What to produce: Show all lines from the data that include the word "sqlite".

Data:
- Opening Delimiter -

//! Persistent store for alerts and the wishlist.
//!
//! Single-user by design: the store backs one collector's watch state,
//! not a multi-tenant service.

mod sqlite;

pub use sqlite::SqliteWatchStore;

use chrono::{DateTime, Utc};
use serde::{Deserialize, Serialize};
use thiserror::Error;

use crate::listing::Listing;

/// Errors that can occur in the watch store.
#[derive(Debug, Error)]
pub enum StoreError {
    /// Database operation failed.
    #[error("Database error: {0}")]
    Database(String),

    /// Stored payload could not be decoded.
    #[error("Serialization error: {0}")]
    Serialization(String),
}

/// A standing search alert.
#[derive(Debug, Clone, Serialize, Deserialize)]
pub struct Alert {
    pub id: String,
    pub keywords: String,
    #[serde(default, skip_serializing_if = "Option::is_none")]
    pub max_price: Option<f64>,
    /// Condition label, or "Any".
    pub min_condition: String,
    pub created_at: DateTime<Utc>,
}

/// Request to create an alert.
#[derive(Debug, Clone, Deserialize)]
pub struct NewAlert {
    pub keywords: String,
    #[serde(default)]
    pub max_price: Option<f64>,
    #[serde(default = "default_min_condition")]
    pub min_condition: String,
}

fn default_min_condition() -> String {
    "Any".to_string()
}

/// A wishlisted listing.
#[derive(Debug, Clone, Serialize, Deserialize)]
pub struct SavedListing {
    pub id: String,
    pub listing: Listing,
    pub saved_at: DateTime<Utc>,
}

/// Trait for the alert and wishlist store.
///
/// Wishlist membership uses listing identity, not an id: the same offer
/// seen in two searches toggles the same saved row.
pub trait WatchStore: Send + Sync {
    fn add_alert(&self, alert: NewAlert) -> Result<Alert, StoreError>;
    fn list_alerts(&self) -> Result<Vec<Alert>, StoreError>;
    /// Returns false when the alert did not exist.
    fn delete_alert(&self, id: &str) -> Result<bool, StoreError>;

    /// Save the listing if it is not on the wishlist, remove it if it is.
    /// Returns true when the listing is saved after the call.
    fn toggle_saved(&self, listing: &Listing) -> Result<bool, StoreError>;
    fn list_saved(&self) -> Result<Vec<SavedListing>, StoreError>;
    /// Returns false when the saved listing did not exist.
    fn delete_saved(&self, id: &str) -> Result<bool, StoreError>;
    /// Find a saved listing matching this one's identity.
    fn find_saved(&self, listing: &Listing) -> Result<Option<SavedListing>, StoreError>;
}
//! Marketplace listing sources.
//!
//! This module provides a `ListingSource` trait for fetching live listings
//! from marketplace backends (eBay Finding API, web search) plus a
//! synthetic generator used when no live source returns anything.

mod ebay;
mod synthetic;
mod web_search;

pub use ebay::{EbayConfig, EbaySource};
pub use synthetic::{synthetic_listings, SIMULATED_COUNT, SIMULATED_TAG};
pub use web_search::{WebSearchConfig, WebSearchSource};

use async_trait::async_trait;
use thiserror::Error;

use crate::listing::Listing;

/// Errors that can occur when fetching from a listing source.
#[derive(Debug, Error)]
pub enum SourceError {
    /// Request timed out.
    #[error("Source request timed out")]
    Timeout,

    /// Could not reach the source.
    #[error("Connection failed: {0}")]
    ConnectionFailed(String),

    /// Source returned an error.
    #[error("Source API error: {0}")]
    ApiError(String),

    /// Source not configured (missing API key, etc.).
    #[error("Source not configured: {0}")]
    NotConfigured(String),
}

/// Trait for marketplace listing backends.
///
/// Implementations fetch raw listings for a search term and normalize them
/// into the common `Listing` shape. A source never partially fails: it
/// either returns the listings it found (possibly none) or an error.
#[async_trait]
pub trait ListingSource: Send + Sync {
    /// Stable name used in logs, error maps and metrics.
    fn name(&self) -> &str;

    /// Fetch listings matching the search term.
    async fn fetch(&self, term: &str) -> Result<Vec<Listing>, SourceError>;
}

- Closing Delimiter -
- Opening Delimiter -

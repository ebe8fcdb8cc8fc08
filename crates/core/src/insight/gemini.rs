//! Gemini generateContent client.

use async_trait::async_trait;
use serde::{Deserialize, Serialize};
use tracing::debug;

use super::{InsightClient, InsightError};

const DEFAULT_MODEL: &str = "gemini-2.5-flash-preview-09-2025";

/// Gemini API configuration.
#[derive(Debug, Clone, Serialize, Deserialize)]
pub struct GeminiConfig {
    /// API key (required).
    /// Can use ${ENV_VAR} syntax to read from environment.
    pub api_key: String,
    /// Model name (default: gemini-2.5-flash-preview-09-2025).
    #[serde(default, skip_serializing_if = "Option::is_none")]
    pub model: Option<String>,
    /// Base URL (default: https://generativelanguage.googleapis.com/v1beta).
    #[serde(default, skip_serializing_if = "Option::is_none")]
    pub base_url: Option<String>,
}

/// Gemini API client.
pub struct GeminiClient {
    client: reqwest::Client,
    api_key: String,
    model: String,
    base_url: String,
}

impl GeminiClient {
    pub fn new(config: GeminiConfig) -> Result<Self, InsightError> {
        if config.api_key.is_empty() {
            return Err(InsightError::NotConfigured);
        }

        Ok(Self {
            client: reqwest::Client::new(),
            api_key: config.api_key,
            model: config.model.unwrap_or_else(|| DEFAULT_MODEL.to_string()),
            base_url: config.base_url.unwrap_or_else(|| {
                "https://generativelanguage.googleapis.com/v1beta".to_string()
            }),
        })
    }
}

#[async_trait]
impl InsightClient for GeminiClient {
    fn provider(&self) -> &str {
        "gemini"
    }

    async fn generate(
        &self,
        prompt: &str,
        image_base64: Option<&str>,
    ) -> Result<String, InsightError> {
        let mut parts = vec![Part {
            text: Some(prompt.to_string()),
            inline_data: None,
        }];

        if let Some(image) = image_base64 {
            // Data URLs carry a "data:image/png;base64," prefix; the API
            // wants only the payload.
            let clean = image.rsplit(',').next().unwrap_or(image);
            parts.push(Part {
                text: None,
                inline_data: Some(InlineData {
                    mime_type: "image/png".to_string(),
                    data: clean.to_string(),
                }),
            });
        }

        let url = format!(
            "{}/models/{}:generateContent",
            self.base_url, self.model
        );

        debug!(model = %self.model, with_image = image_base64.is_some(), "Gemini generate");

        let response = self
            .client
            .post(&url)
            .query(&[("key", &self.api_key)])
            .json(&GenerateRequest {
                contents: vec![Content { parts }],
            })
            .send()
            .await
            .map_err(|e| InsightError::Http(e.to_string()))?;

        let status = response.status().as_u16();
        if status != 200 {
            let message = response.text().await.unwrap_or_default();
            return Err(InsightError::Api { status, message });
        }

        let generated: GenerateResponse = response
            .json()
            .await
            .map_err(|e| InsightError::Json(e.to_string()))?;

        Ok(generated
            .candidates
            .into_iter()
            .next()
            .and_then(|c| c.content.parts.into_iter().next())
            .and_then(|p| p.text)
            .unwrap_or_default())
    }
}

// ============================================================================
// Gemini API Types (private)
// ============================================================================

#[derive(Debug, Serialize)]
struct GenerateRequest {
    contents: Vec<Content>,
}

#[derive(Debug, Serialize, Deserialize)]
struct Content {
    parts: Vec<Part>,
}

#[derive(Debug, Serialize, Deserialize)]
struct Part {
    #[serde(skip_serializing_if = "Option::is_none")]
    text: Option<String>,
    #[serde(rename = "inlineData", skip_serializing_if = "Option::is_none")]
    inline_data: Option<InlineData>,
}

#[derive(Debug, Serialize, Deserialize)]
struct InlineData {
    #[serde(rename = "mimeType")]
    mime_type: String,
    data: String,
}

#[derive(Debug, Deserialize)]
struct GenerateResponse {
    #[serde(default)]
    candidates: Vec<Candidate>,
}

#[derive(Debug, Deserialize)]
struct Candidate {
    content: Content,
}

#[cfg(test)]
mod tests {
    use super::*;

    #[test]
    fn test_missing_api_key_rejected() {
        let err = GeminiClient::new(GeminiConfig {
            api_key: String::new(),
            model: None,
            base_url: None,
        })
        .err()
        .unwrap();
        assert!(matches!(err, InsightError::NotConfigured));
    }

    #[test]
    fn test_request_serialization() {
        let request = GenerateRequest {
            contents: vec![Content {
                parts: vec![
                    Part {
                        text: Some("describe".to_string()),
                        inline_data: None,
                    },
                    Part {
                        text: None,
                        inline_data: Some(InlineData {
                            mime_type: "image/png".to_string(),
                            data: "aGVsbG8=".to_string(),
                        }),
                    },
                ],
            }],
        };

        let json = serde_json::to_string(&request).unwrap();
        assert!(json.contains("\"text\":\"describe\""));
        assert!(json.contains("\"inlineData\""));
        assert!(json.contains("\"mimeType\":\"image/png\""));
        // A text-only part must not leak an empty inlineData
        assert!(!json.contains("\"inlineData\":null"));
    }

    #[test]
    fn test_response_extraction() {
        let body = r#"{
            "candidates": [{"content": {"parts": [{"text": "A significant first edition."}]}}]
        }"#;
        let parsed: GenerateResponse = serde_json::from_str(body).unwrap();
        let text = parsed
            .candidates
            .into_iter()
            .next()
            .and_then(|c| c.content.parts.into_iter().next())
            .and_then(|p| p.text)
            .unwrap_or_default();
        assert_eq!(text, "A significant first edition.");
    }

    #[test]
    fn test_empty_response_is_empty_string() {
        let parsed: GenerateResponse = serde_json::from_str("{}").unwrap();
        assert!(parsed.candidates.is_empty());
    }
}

- Closing Delimiter -

Task solution:
mod sqlite;
pub use sqlite::SqliteWatchStore;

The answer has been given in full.